Rupert Murdoch’s planned takeover of Sky (LON:SKY) has suffered a setback as the Competition and Markets Authority (CMA) ruled that the deal was not in the public interest. The news comes after Murdoch’s Twenty-First Century Fox recently inked a deal with Disney to sell some of its assets, including its holding in the London-listed group.

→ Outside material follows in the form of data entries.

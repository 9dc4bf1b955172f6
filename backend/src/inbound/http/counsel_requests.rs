//! Counsel request handlers.
//!
//! ```text
//! POST /api/v1/counsel-requests
//! POST /api/v1/counsel-requests/{request_id}/institution
//! POST /api/v1/counsel-requests/{request_id}/counselor
//! POST /api/v1/counsel-requests/{request_id}/cancel
//! GET  /api/v1/counsel-requests/{request_id}/recommendations
//! ```

use actix_web::{HttpResponse, get, post, web};

use crate::domain::CounselRequestId;
use crate::domain::ports::{
    AssignCounselorRequest, AssignInstitutionRequest, CounselRequestPayload,
    CreateCounselRequestRequest, InstitutionRecommendationsPayload,
};
use crate::inbound::http::ApiResult;
use crate::inbound::http::actor::AuthenticatedActor;
use crate::inbound::http::state::HttpState;

#[post("/counsel-requests")]
pub async fn create_counsel_request(
    state: web::Data<HttpState>,
    actor: AuthenticatedActor,
    payload: web::Json<CreateCounselRequestRequest>,
) -> ApiResult<HttpResponse> {
    let request = state
        .counsel_requests
        .create_request(actor.into_inner(), payload.into_inner())
        .await?;
    Ok(HttpResponse::Created().json(request))
}

#[post("/counsel-requests/{request_id}/institution")]
pub async fn assign_institution(
    state: web::Data<HttpState>,
    actor: AuthenticatedActor,
    path: web::Path<CounselRequestId>,
    payload: web::Json<AssignInstitutionRequest>,
) -> ApiResult<web::Json<CounselRequestPayload>> {
    let request = state
        .counsel_requests
        .assign_institution(actor.into_inner(), path.into_inner(), payload.into_inner())
        .await?;
    Ok(web::Json(request))
}

#[post("/counsel-requests/{request_id}/counselor")]
pub async fn assign_counselor(
    state: web::Data<HttpState>,
    actor: AuthenticatedActor,
    path: web::Path<CounselRequestId>,
    payload: web::Json<AssignCounselorRequest>,
) -> ApiResult<web::Json<CounselRequestPayload>> {
    let request = state
        .counsel_requests
        .assign_counselor(actor.into_inner(), path.into_inner(), payload.into_inner())
        .await?;
    Ok(web::Json(request))
}

#[post("/counsel-requests/{request_id}/cancel")]
pub async fn cancel_counsel_request(
    state: web::Data<HttpState>,
    actor: AuthenticatedActor,
    path: web::Path<CounselRequestId>,
) -> ApiResult<web::Json<CounselRequestPayload>> {
    let request = state
        .counsel_requests
        .cancel_request(actor.into_inner(), path.into_inner())
        .await?;
    Ok(web::Json(request))
}

/// Ranked institutions suggested by the matching service.
#[get("/counsel-requests/{request_id}/recommendations")]
pub async fn recommend_institutions(
    state: web::Data<HttpState>,
    actor: AuthenticatedActor,
    path: web::Path<CounselRequestId>,
) -> ApiResult<web::Json<InstitutionRecommendationsPayload>> {
    let recommendations = state
        .counsel_requests
        .recommend_institutions(actor.into_inner(), path.into_inner())
        .await?;
    Ok(web::Json(recommendations))
}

Sky’s share price has reacted positively to the news, having rallied 2.40 percent to 1,027.08p as of 10:14 GMT. The shares are outperforming the benchmark FTSE 100 index which currently stands 0.30 percent higher at 7,738.23 points.
CMA to block Sky deal
CMA published its provisional findings from its in-depth review of 21st Century Fox’s proposed acquisition of Sky, saying that it had found out that “if the deal went ahead, as currently proposed, it is likely to operate against the public interest”. The watchdog explained that the proposed tie-up would lead to the Murdoch Family Trust, which controls Fox and News Corporation, increasing its control over Sky, “so that it would have too much control over news providers in the UK across all media platforms […] and therefore too much influence over public opinion and the political agenda”.
The CMA has set out a series of potential options, including insulating Sky News from Murdoch Family Trust as well as blocking the deal outright.
Twenty-First Century Fox said that it was disappointed by provisional findings, and that it will continue to engage with the CMA ahead of the publication of its final report in May. The company expects approval of the deal by June 30.
Analysts weigh in
“For us, a structural remedy such as the spinning off or divesting of Sky News would present the easiest path to deal completion,” Neil Campling at Mirabaud Securities, told Reuters. “It is only on plurality grounds that the CMA has concerns, and that is a fixable situation as per the olive branches being offered through a range of potential remedies.”